En realidad, no iba muy allá. Concebido en el despacho del ministro de Propaganda, desde luego no era heroico ni tenía punto de comparación con la valentía del intento de acabar con Hitler que había llevado a cabo Von Gersdorff. Podría decirse que no era sino un intento de restituir el valor de la verdad en un mundo que la había degradado; porque en cuanto le mencioné a Goebbels la idea de invitar a periodistas extranjeros al bosque de Katyn, caí en la cuenta de que lo mejor que podía hacer con el informe de inteligencia militar hallado en la bota helada del capitán Max Schottlander era sencillamente intentar dárselo a los periodistas. Si no estaba en mi mano destruir a los nazis, al menos podía abochornarlos a los ojos del mundo entero.

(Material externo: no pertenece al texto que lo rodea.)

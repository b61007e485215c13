//! Pool health tracking.
//!
//! The monitor holds a healthy/unhealthy flag driven by probe outcomes:
//! any successful probe resets the failure counter and marks the pool
//! healthy; the flag flips unhealthy only once `consecutive_failures`
//! reaches the configured threshold. The probe loop itself lives in
//! `manager` next to the pool it probes.

use chrono::{DateTime, Utc};
use mnemo_core::constants::{DEFAULT_HEALTH_PROBE_INTERVAL_SECS, DEFAULT_MAX_PROBE_FAILURES};
use serde::Serialize;
use std::sync::Mutex;
use std::time::Duration;

/// Configuration for the background health probe.
#[derive(Debug, Clone)]
pub struct MonitorConfig {
    /// How often to probe the database (default: 5 minutes)
    pub probe_interval: Duration,

    /// Consecutive failures before the pool is marked unhealthy
    /// (default: 3)
    pub max_failures: u32,
}

impl Default for MonitorConfig {
    fn default() -> Self {
        Self {
            probe_interval: Duration::from_secs(DEFAULT_HEALTH_PROBE_INTERVAL_SECS),
            max_failures: DEFAULT_MAX_PROBE_FAILURES,
        }
    }
}

impl MonitorConfig {
    /// Create a MonitorConfig from environment variables.
    ///
    /// # Environment Variables
    /// - `MNEMO_HEALTH_PROBE_INTERVAL_SECS`: probe interval (default: 300)
    /// - `MNEMO_MAX_PROBE_FAILURES`: unhealthy threshold (default: 3)
    pub fn from_env() -> Self {
        let probe_interval = Duration::from_secs(
            std::env::var("MNEMO_HEALTH_PROBE_INTERVAL_SECS")
                .ok()
                .and_then(|s| s.parse().ok())
                .unwrap_or(DEFAULT_HEALTH_PROBE_INTERVAL_SECS),
        );
        let max_failures = std::env::var("MNEMO_MAX_PROBE_FAILURES")
            .ok()
            .and_then(|s| s.parse().ok())
            .unwrap_or(DEFAULT_MAX_PROBE_FAILURES);
        Self {
            probe_interval,
            max_failures,
        }
    }
}

#[derive(Debug)]
struct HealthState {
    is_healthy: bool,
    consecutive_failures: u32,
    last_checked_at: Option<DateTime<Utc>>,
}

/// Tracks pool health across probe outcomes.
#[derive(Debug)]
pub struct HealthMonitor {
    state: Mutex<HealthState>,
    max_failures: u32,
}

impl HealthMonitor {
    pub fn new(max_failures: u32) -> Self {
        Self {
            state: Mutex::new(HealthState {
                is_healthy: true,
                consecutive_failures: 0,
                last_checked_at: None,
            }),
            max_failures: max_failures.max(1),
        }
    }

    /// Record a successful probe: resets the failure counter and marks
    /// the pool healthy.
    pub fn record_success(&self) {
        if let Ok(mut state) = self.state.lock() {
            state.is_healthy = true;
            state.consecutive_failures = 0;
            state.last_checked_at = Some(Utc::now());
        }
    }

    /// Record a failed probe. Returns `true` if this failure crossed the
    /// threshold and flipped the pool unhealthy.
    pub fn record_failure(&self) -> bool {
        let Ok(mut state) = self.state.lock() else {
            return false;
        };
        state.consecutive_failures += 1;
        state.last_checked_at = Some(Utc::now());
        if state.consecutive_failures >= self.max_failures && state.is_healthy {
            state.is_healthy = false;
            return true;
        }
        false
    }

    pub fn is_healthy(&self) -> bool {
        self.state.lock().map(|s| s.is_healthy).unwrap_or(false)
    }

    /// Get the current health state.
    pub fn snapshot(&self) -> HealthSnapshot {
        let Ok(state) = self.state.lock() else {
            return HealthSnapshot {
                is_healthy: false,
                consecutive_failures: 0,
                max_failures: self.max_failures,
                last_checked_at: None,
            };
        };
        HealthSnapshot {
            is_healthy: state.is_healthy,
            consecutive_failures: state.consecutive_failures,
            max_failures: self.max_failures,
            last_checked_at: state.last_checked_at,
        }
    }
}

/// Snapshot of the health state at a point in time.
#[derive(Debug, Clone, Serialize)]
pub struct HealthSnapshot {
    pub is_healthy: bool,
    pub consecutive_failures: u32,
    pub max_failures: u32,
    pub last_checked_at: Option<DateTime<Utc>>,
}
//! Downstream capability provider traits.
//!
//! The router treats each provider as a black box with a simple
//! request/response surface plus a `ping` used by health probes and
//! recovery attempts. Concrete implementations live with the outer
//! system; tests use in-crate mocks.

use async_trait::async_trait;
use mnemo_core::{AgentId, EntryId, ProviderError};
use serde::Serialize;
use serde_json::{Map, Value};
use std::fmt;

/// The three downstream providers the router coordinates.
#[derive(Debug, Clone, Copy, PartialEq, Eq, Hash, Serialize)]
#[serde(rename_all = "lowercase")]
pub enum ProviderKind {
    Knowledge,
    History,
    Learning,
}

impl ProviderKind {
    pub fn as_str(&self) -> &'static str {
        match self {
            ProviderKind::Knowledge => "knowledge",
            ProviderKind::History => "history",
            ProviderKind::Learning => "learning",
        }
    }

    pub const ALL: [ProviderKind; 3] = [
        ProviderKind::Knowledge,
        ProviderKind::History,
        ProviderKind::Learning,
    ];
}

impl fmt::Display for ProviderKind {
    fn fmt(&self, f: &mut fmt::Formatter<'_>) -> fmt::Result {
        write!(f, "{}", self.as_str())
    }
}

/// Knowledge storage: the authoritative store behind the read cache.
#[async_trait]
pub trait KnowledgeProvider: Send + Sync {
    /// Store content with a recognized schema.
    async fn store_structured(
        &self,
        agent_id: AgentId,
        kind: &str,
        content: &str,
        metadata: &Map<String, Value>,
    ) -> Result<EntryId, ProviderError>;

    /// Store free-form content.
    async fn store_unstructured(
        &self,
        agent_id: AgentId,
        kind: &str,
        content: &str,
        metadata: &Map<String, Value>,
    ) -> Result<EntryId, ProviderError>;

    /// Retrieve entries matching a query.
    async fn retrieve(
        &self,
        agent_id: AgentId,
        query: &str,
        kind: Option<&str>,
        filters: &Map<String, Value>,
    ) -> Result<Vec<Value>, ProviderError>;

    /// Similarity search across all agents' entries. Results are opaque,
    /// cosine-ranked by the provider.
    async fn search_similar(
        &self,
        query: &str,
        top_k: usize,
        filters: &Map<String, Value>,
    ) -> Result<Vec<Value>, ProviderError>;

    /// Lightweight round-trip used by health checks and recovery.
    async fn ping(&self) -> Result<(), ProviderError>;
}

/// Interaction history: write-through bookkeeping, never cached.
#[async_trait]
pub trait HistoryProvider: Send + Sync {
    async fn log_conversation(
        &self,
        agent_id: AgentId,
        thread: &[Value],
    ) -> Result<EntryId, ProviderError>;

    async fn log_action(
        &self,
        agent_id: AgentId,
        action: &str,
        context: Option<&Value>,
        result: Option<&str>,
    ) -> Result<EntryId, ProviderError>;

    async fn get_agent_history(
        &self,
        agent_id: AgentId,
        limit: usize,
        filters: &Map<String, Value>,
    ) -> Result<Vec<Value>, ProviderError>;

    async fn ping(&self) -> Result<(), ProviderError>;
}

/// Learning analytics: outcome recording and recommendations.
#[async_trait]
pub trait LearningProvider: Send + Sync {
    async fn record_outcome(
        &self,
        agent_id: AgentId,
        task_type: &str,
        success: bool,
        details: &Value,
    ) -> Result<(), ProviderError>;

    async fn get_recommendations(
        &self,
        agent_id: AgentId,
        task_type: Option<&str>,
    ) -> Result<Vec<Value>, ProviderError>;

    async fn ping(&self) -> Result<(), ProviderError>;
}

Habían llegado ocho corresponsales de Berlín. Por supuesto, la mayor parte eran secuaces nazis de España, Noruega, Francia, Países Bajos, Bélgica, Hungría y Serbia, y no era muy probable que ninguno de ellos publicase un artículo que demostrara sin lugar a dudas la criminalidad del actual gobierno alemán; pero los corresponsales de los países neutrales —Jaederlund, del Stockholms Tidningen, y Schnetzer, del periódico suizo Der Bund— parecían seguir interesados en la verdad. Una verdad que pusiera de manifiesto la mentira más notoria de la Segunda Guerra Mundial: cómo había empezado la guerra.

Todos en Europa habían oído hablar del incidente de Gleiwitz. En agosto de 1939, un grupo de polacos atacó una emisora de radio alemana en Gleiwitz, Silesia Superior, provocación que fue utilizada por los nazis para justificar la invasión de Polonia. Incluso en Alemania había quienes no daban crédito a la versión nazi de lo ocurrido, pero el informe de Max Schottlander era la primera prueba detallada de la perfidia de los nazis. Ese informe demostraba de manera inequívoca que prisioneros del campo de concentración de Dachau habían sido obligados a vestirse con uniformes polacos y, a las órdenes de un comandante de la Gestapo llamado Alfred Naujocks, fingir un ataque a territorio alemán. Los prisioneros fueron ejecutados mediante una inyección letal y luego fueron acribillados a balazos para que pareciese —cuando llevaron a corresponsales de prensa del mundo entero— que los agresores habían sido derrotados por valientes soldados alemanes.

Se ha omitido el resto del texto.